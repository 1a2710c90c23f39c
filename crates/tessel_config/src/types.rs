//! Configuration types deserialized from `tessel.toml`.

use serde::de::{self, Visitor};
use serde::{Deserialize, Deserializer};

/// The whole `tessel.toml` file.
#[derive(Debug, Default, Deserialize)]
pub struct TesselConfig {
    /// Import settings.
    #[serde(default)]
    pub import: ImportConfig,
}

/// Settings for one import run.
#[derive(Debug, Clone, Default, Deserialize, PartialEq, Eq)]
pub struct ImportConfig {
    /// Names of the top sub-circuits to import.
    ///
    /// Accepts either `top = "cpu"` or `top = ["cpu", "dma"]`.
    #[serde(default, deserialize_with = "deserialize_string_or_vec")]
    pub top: Vec<String>,
    /// Import every user sub-circuit whose name does not start with `$`.
    #[serde(default)]
    pub all: bool,
    /// Which lowering table is used for primitives and operators.
    #[serde(default)]
    pub mode: LoweringMode,
    /// Import unsupported primitives as black-box cells instead of failing.
    #[serde(default)]
    pub keep_going: bool,
    /// Run external-net hoisting on each top before importing.
    #[serde(default)]
    pub extnets: bool,
}

/// Selects the lowering table used by an import run.
#[derive(Debug, Clone, Copy, Default, Deserialize, PartialEq, Eq)]
#[serde(rename_all = "lowercase")]
pub enum LoweringMode {
    /// Word-level cells, including the operator family.
    #[default]
    Cells,
    /// Single-bit gates only; operators are imported as sub-circuits.
    Gates,
}

fn deserialize_string_or_vec<'de, D>(deserializer: D) -> Result<Vec<String>, D::Error>
where
    D: Deserializer<'de>,
{
    struct StringOrVec;

    impl<'de> Visitor<'de> for StringOrVec {
        type Value = Vec<String>;

        fn expecting(&self, formatter: &mut std::fmt::Formatter<'_>) -> std::fmt::Result {
            formatter.write_str("a string or a list of strings")
        }

        fn visit_str<E: de::Error>(self, value: &str) -> Result<Self::Value, E> {
            Ok(vec![value.to_string()])
        }

        fn visit_seq<A: de::SeqAccess<'de>>(self, mut seq: A) -> Result<Self::Value, A::Error> {
            let mut names = Vec::new();
            while let Some(name) = seq.next_element::<String>()? {
                names.push(name);
            }
            Ok(names)
        }
    }

    deserializer.deserialize_any(StringOrVec)
}
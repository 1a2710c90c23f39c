//! Wires: named, bit-addressable connection points inside a module.

use crate::const_value::ConstValue;
use crate::ids::WireId;
use serde::{Deserialize, Serialize};
use std::collections::BTreeMap;
use tessel_common::Ident;

/// A named wire of `width` bits.
#[derive(Debug, Clone, Serialize, Deserialize)]
pub struct Wire {
    /// The ID of this wire within its module.
    pub id: WireId,
    /// The wire name, unique in the module namespace.
    pub name: Ident,
    /// Number of bits.
    pub width: u32,
    /// Declared index of bit 0, for buses not indexed from 0.
    pub start_offset: i32,
    /// 1-based position in the port list, or 0 if this is not a port.
    pub port_id: u32,
    /// Data flows into the module through this wire.
    pub port_input: bool,
    /// Data flows out of the module through this wire.
    pub port_output: bool,
    /// Attributes such as `src` and `init`.
    pub attributes: BTreeMap<String, ConstValue>,
}

impl Wire {
    /// Creates a plain, non-port wire.
    pub fn new(id: WireId, name: Ident, width: u32) -> Self {
        Self {
            id,
            name,
            width,
            start_offset: 0,
            port_id: 0,
            port_input: false,
            port_output: false,
            attributes: BTreeMap::new(),
        }
    }

    /// Returns `true` if the wire is an input, output or inout port.
    pub fn is_port(&self) -> bool {
        self.port_input || self.port_output
    }
}
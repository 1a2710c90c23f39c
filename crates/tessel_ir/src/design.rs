//! Top-level design container.

use crate::error::IrError;
use crate::ids::ModuleId;
use crate::module::Module;
use serde::{Deserialize, Serialize};
use std::collections::BTreeMap;
use tessel_common::{Arena, Ident};

/// A set of modules keyed by name.
#[derive(Debug, Clone, Default, Serialize, Deserialize)]
pub struct Design {
    /// All modules in insertion order.
    pub modules: Arena<ModuleId, Module>,
    by_name: BTreeMap<Ident, ModuleId>,
}

impl Design {
    /// Creates an empty design.
    pub fn new() -> Self {
        Self::default()
    }

    /// Adds a module, failing if its name is already present.
    pub fn add_module(&mut self, module: Module) -> Result<ModuleId, IrError> {
        if self.by_name.contains_key(&module.name) {
            return Err(IrError::DuplicateModule(module.name));
        }
        let name = module.name;
        let id = self.modules.alloc(module);
        self.by_name.insert(name, id);
        Ok(id)
    }

    /// Returns `true` if a module with this name exists.
    pub fn has_module(&self, name: Ident) -> bool {
        self.by_name.contains_key(&name)
    }

    /// Returns the module with this name.
    pub fn module_by_name(&self, name: Ident) -> Option<&Module> {
        self.by_name.get(&name).map(|id| &self.modules[*id])
    }

    /// Returns the number of modules in the design.
    pub fn module_count(&self) -> usize {
        self.modules.len()
    }
}

#[cfg(test)]
mod tests {
    use super::*;

    #[test]
    fn add_and_lookup() {
        let mut design = Design::new();
        let id = design.add_module(Module::new(Ident::from_raw(1))).unwrap();
        assert_eq!(id.as_raw(), 0);
        assert!(design.has_module(Ident::from_raw(1)));
        assert!(design.module_by_name(Ident::from_raw(2)).is_none());
        assert_eq!(design.module_count(), 1);
    }

    #[test]
    fn duplicate_module_rejected() {
        let mut design = Design::new();
        design.add_module(Module::new(Ident::from_raw(1))).unwrap();
        let err = design.add_module(Module::new(Ident::from_raw(1))).unwrap_err();
        assert_eq!(err, IrError::DuplicateModule(Ident::from_raw(1)));
        assert_eq!(design.module_count(), 1);
    }
}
····················
Across the data, how many lines contain the string "struct"? Only the number is wanted.

5